The chairman for the Pokagon Band of Potawatomi Indians who are seeking to build a casino in South Bend said Wednesday a new law approved by the General Assembly prevents Gov. Mike Pence from negotiating in good faith with the tribe on a compact, voiding the need for such an agreement.
Tribal Chairman John Warren said the law specifying the process for the state to enter into a compact violates the Indian Gaming Regulatory Act because it includes stipulations on what the compact must include.

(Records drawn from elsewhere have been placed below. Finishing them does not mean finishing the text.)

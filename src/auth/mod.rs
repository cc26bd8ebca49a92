//! Authentication and trial-entitlement core.
//!
//! This is the part of the system with real invariants:
//!
//! - [`password`]: Argon2 credential hashing and constant-time verification
//! - [`session`]: signed, time-limited session tokens (stateless, no
//!   server-side revocation - logout is client-side cookie removal only)
//! - [`trial`]: pure trial-window arithmetic over an injected clock
//! - [`gateway`]: the login entry points orchestrating store, verifier,
//!   trial policy and token codec, short-circuiting on first failure
//! - [`current_user`]: axum extractors turning a session cookie back into
//!   an account, including the admin capability check
pub mod current_user;
pub mod gateway;
pub mod password;
pub mod session;
pub mod trial;
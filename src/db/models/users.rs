//! Database record and request types for user accounts.

use crate::api::models::users::Role;
use crate::types::UserId;
use chrono::{DateTime, Utc};
use serde::{Deserialize, Serialize};
use sqlx::FromRow;

/// Request payload for inserting a new account row.
#[derive(Debug, Clone)]
pub struct UserCreateDBRequest {
    pub username: String,
    pub password_hash: String,
    pub role: Role,
    pub trial_until: Option<DateTime<Utc>>,
}

/// A full account row as stored.
///
/// Carries the password hash for verification; API response models never
/// serialize it outward.
#[derive(Debug, Clone, Serialize, Deserialize, FromRow)]
pub struct UserDBResponse {
    pub id: UserId,
    pub username: String,
    pub password_hash: String,
    pub enabled: bool,
    pub profile: String,
    pub profit_percent: f64,
    pub role: Role,
    pub trial_until: Option<DateTime<Utc>>,
    pub created_at: DateTime<Utc>,
    pub last_login: Option<DateTime<Utc>>,
    pub login_count: i64,
}

impl UserDBResponse {
    pub fn is_admin(&self) -> bool {
        self.role == Role::Admin
    }
}
//! API request/response models for account administration.

use crate::auth::trial;
use crate::db::models::users::UserDBResponse;
use crate::types::UserId;
use chrono::{DateTime, Utc};
use serde::{Deserialize, Serialize};
use utoipa::ToSchema;

/// Account role. Admins bypass trial enforcement everywhere and are the
/// only sessions accepted by the mutation endpoints.
#[derive(Debug, Clone, Copy, Serialize, Deserialize, sqlx::Type, PartialEq, Eq, ToSchema)]
#[sqlx(rename_all = "lowercase")]
#[serde(rename_all = "lowercase")]
pub enum Role {
    User,
    Admin,
}

/// Form payload for creating an account.
///
/// Matches the dashboard's add-user form; a missing `trial_days` falls back
/// to the configured default.
#[derive(Debug, Clone, Serialize, Deserialize, ToSchema)]
pub struct AddUserForm {
    pub username: String,
    pub password: String,
    #[serde(default)]
    pub trial_days: Option<i64>,
}

#[derive(Debug, Clone, Serialize, Deserialize, ToSchema)]
pub struct EnabledUpdate {
    pub enabled: bool,
}

#[derive(Debug, Clone, Serialize, Deserialize, ToSchema)]
pub struct TrialUpdate {
    pub days: i64,
}

/// One row of the admin account listing.
///
/// The password hash never leaves the db layer; `trial_days_left` is
/// computed at response time (`null` = no trial bound).
#[derive(Debug, Clone, Serialize, Deserialize, ToSchema)]
pub struct UserResponse {
    pub id: UserId,
    pub username: String,
    pub enabled: bool,
    pub profile: String,
    pub profit_percent: f64,
    pub role: Role,
    pub trial_until: Option<DateTime<Utc>>,
    pub trial_days_left: Option<i64>,
    pub created_at: DateTime<Utc>,
    pub last_login: Option<DateTime<Utc>>,
    pub login_count: i64,
}

impl UserResponse {
    pub fn from_db(user: UserDBResponse, now: DateTime<Utc>) -> Self {
        let trial_days_left = trial::remaining_days(user.trial_until, now).days();
        Self {
            id: user.id,
            username: user.username,
            enabled: user.enabled,
            profile: user.profile,
            profit_percent: user.profit_percent,
            role: user.role,
            trial_until: user.trial_until,
            trial_days_left,
            created_at: user.created_at,
            last_login: user.last_login,
            login_count: user.login_count,
        }
    }
}

/// The authenticated account behind a session cookie.
#[derive(Debug, Clone, Serialize, Deserialize, ToSchema)]
pub struct CurrentUser {
    pub id: UserId,
    pub username: String,
    pub role: Role,
}

impl CurrentUser {
    pub fn is_admin(&self) -> bool {
        self.role == Role::Admin
    }
}

impl From<UserDBResponse> for CurrentUser {
    fn from(db: UserDBResponse) -> Self {
        Self {
            id: db.id,
            username: db.username,
            role: db.role,
        }
    }
}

"They just passed legislation that tied the governor's hands in negotiating with us in good faith and everything they had in their bill is against federal law. So we don't have to negotiate with them to open," he said.
Gov. Mike Pence was in China on a business trip Wednesday. Spokeswoman Kara Brooks said the administration "is currently reviewing our options both at the federal and state level as they relate to a new casino being built in South Bend."

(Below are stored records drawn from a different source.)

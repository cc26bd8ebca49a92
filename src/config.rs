//! Application configuration management.
//!
//! Configuration is loaded from a YAML file with environment variable
//! overrides. The file path defaults to `config.yaml` and can be set via the
//! `-f` flag or `TRADEGATE_CONFIG`.
//!
//! Sources are merged in order (later overrides earlier):
//!
//! 1. **YAML config file** - base configuration
//! 2. **Environment variables** - prefixed with `TRADEGATE_`, nested fields
//!    use double underscores (`TRADEGATE_AUTH__SESSION__COOKIE_NAME=sid`)
//! 3. **DATABASE_URL** - shorthand for `database.url`
//!
//! The signing secret is required: startup fails without `secret_key` (or
//! `TRADEGATE_SECRET_KEY`), so tokens can never be signed with a default.

use clap::Parser;
use figment::{
    Figment,
    providers::{Env, Format, Yaml},
};
use serde::{Deserialize, Serialize};
use std::time::Duration;

use crate::auth::password::Argon2Params;
use crate::errors::Error;

/// Simple CLI args - just for specifying config file
#[derive(Parser, Debug)]
#[command(author, version, about, long_about = None)]
pub struct Args {
    /// Path to configuration file
    #[arg(short = 'f', long, env = "TRADEGATE_CONFIG", default_value = "config.yaml")]
    pub config: String,

    /// Validate configuration and exit without starting the server.
    #[arg(long)]
    pub validate: bool,
}

/// Main application configuration.
#[derive(Debug, Clone, Deserialize, Serialize)]
#[serde(default, deny_unknown_fields)]
pub struct Config {
    /// HTTP server host to bind to (e.g., "0.0.0.0" for all interfaces)
    pub host: String,
    /// HTTP server port to bind to
    pub port: u16,
    /// Database configuration
    pub database: DatabaseConfig,
    /// Username for the initial admin account (created on first startup)
    pub admin_username: String,
    /// Password for the initial admin account. If unset, no admin is seeded.
    pub admin_password: Option<String>,
    /// Secret key for session token signing (required)
    pub secret_key: Option<String>,
    /// Authentication settings
    pub auth: AuthConfig,
    /// CORS settings
    pub cors: CorsConfig,
}

#[derive(Debug, Clone, Deserialize, Serialize)]
#[serde(default, deny_unknown_fields)]
pub struct DatabaseConfig {
    /// SQLite connection string, e.g. `sqlite://tradegate.db`
    pub url: String,
}

impl Default for DatabaseConfig {
    fn default() -> Self {
        Self {
            url: "sqlite://tradegate.db".to_string(),
        }
    }
}

#[derive(Debug, Clone, Deserialize, Serialize)]
#[serde(default, deny_unknown_fields)]
pub struct AuthConfig {
    /// Session cookie configuration
    pub session: SessionConfig,
    /// Password hashing and validation rules
    pub password: PasswordConfig,
    /// Trial window defaults
    pub trial: TrialConfig,
}

impl Default for AuthConfig {
    fn default() -> Self {
        Self {
            session: SessionConfig::default(),
            password: PasswordConfig::default(),
            trial: TrialConfig::default(),
        }
    }
}

/// Session cookie configuration.
#[derive(Debug, Clone, Deserialize, Serialize)]
#[serde(default, deny_unknown_fields)]
pub struct SessionConfig {
    /// Session lifetime; the cookie Max-Age and the token expiry both
    /// derive from this
    #[serde(with = "humantime_serde")]
    pub timeout: Duration,
    /// Name of the session cookie
    pub cookie_name: String,
    /// Set the Secure attribute (requires HTTPS)
    pub cookie_secure: bool,
    /// SameSite attribute
    pub cookie_same_site: String,
}

impl Default for SessionConfig {
    fn default() -> Self {
        Self {
            timeout: Duration::from_secs(6 * 60 * 60),
            cookie_name: "token".to_string(),
            cookie_secure: false,
            cookie_same_site: "Lax".to_string(),
        }
    }
}

/// Password hashing and validation configuration.
#[derive(Debug, Clone, Deserialize, Serialize)]
#[serde(default, deny_unknown_fields)]
pub struct PasswordConfig {
    /// Minimum password length for newly created accounts
    pub min_length: usize,
    /// Argon2 memory cost in KiB
    pub argon2_memory_kib: u32,
    /// Argon2 iteration count
    pub argon2_iterations: u32,
    /// Argon2 lane count
    pub argon2_parallelism: u32,
}

impl Default for PasswordConfig {
    fn default() -> Self {
        let params = Argon2Params::default();
        Self {
            min_length: 8,
            argon2_memory_kib: params.memory_kib,
            argon2_iterations: params.iterations,
            argon2_parallelism: params.parallelism,
        }
    }
}

#[derive(Debug, Clone, Deserialize, Serialize)]
#[serde(default, deny_unknown_fields)]
pub struct TrialConfig {
    /// Trial length granted to new accounts when the add-user form leaves
    /// the field blank
    pub default_days: i64,
}

impl Default for TrialConfig {
    fn default() -> Self {
        Self { default_days: 7 }
    }
}

#[derive(Debug, Clone, Deserialize, Serialize)]
#[serde(default, deny_unknown_fields)]
pub struct CorsConfig {
    /// Origins allowed to call the JSON endpoints. Empty list allows any
    /// origin (the desktop client sends no Origin header either way).
    pub allowed_origins: Vec<String>,
    pub allow_credentials: bool,
}

impl Default for CorsConfig {
    fn default() -> Self {
        Self {
            allowed_origins: Vec::new(),
            allow_credentials: false,
        }
    }
}

impl Default for Config {
    fn default() -> Self {
        Self {
            host: "0.0.0.0".to_string(),
            port: 3000,
            database: DatabaseConfig::default(),
            admin_username: "admin".to_string(),
            admin_password: None,
            secret_key: None,
            auth: AuthConfig::default(),
            cors: CorsConfig::default(),
        }
    }
}

impl Config {
    pub fn figment(args: &Args) -> Figment {
        Figment::new()
            .merge(Yaml::file(&args.config))
            .merge(Env::prefixed("TRADEGATE_").split("__"))
            .merge(Env::raw().only(&["DATABASE_URL"]).map(|_| "database.url".into()))
    }

    pub fn load(args: &Args) -> Result<Self, figment::Error> {
        let config: Self = Self::figment(args).extract()?;
        config.validate().map_err(|e| figment::Error::from(e.to_string()))?;
        Ok(config)
    }

    /// Validate the configuration for consistency and required fields
    pub fn validate(&self) -> Result<(), Error> {
        if self.secret_key.is_none() {
            return Err(Error::Internal {
                operation: "Config validation: secret_key is not configured. \
                 Set the TRADEGATE_SECRET_KEY environment variable or add secret_key to the config file."
                    .to_string(),
            });
        }
        if self.auth.password.argon2_parallelism == 0 || self.auth.password.argon2_iterations == 0 {
            return Err(Error::Internal {
                operation: "Config validation: argon2 iterations and parallelism must be non-zero".to_string(),
            });
        }
        Ok(())
    }

    pub fn bind_address(&self) -> String {
        format!("{}:{}", self.host, self.port)
    }

    pub fn argon2_params(&self) -> Argon2Params {
        Argon2Params {
            memory_kib: self.auth.password.argon2_memory_kib,
            iterations: self.auth.password.argon2_iterations,
            parallelism: self.auth.password.argon2_parallelism,
        }
    }
}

The tribe's proposal to build a tribal village, casino, 500-room hotel and medical facility is under review by the federal Bureau of Indiana Affairs. The tribe already runs three casinos in Michigan.
BIA spokeswoman Nedra Darling said no one at the agency could comment on the law that went into effect last week until they had an opportunity to review the language.
Rep. David Niezgodski, D-South Bend, spoke against the bill in the House and said he was concerned the law would make it difficult for the governor to negotiate and said he could see how the Pokagons could view it as a tactic "to simply slow the process down."
"They have a right to build a casino if they want and we should do everything we can to show we accept them with open arms," he said.
Kathryn Rand, dean of the University of North Dakota School of Law and co-director of the Institute for the Study of Tribal Gaming Law and Policy, said she doesn't see a significant problem with the state law. She said she doesn't believe the state law is trying to replace federal requirements, but is in addition to those.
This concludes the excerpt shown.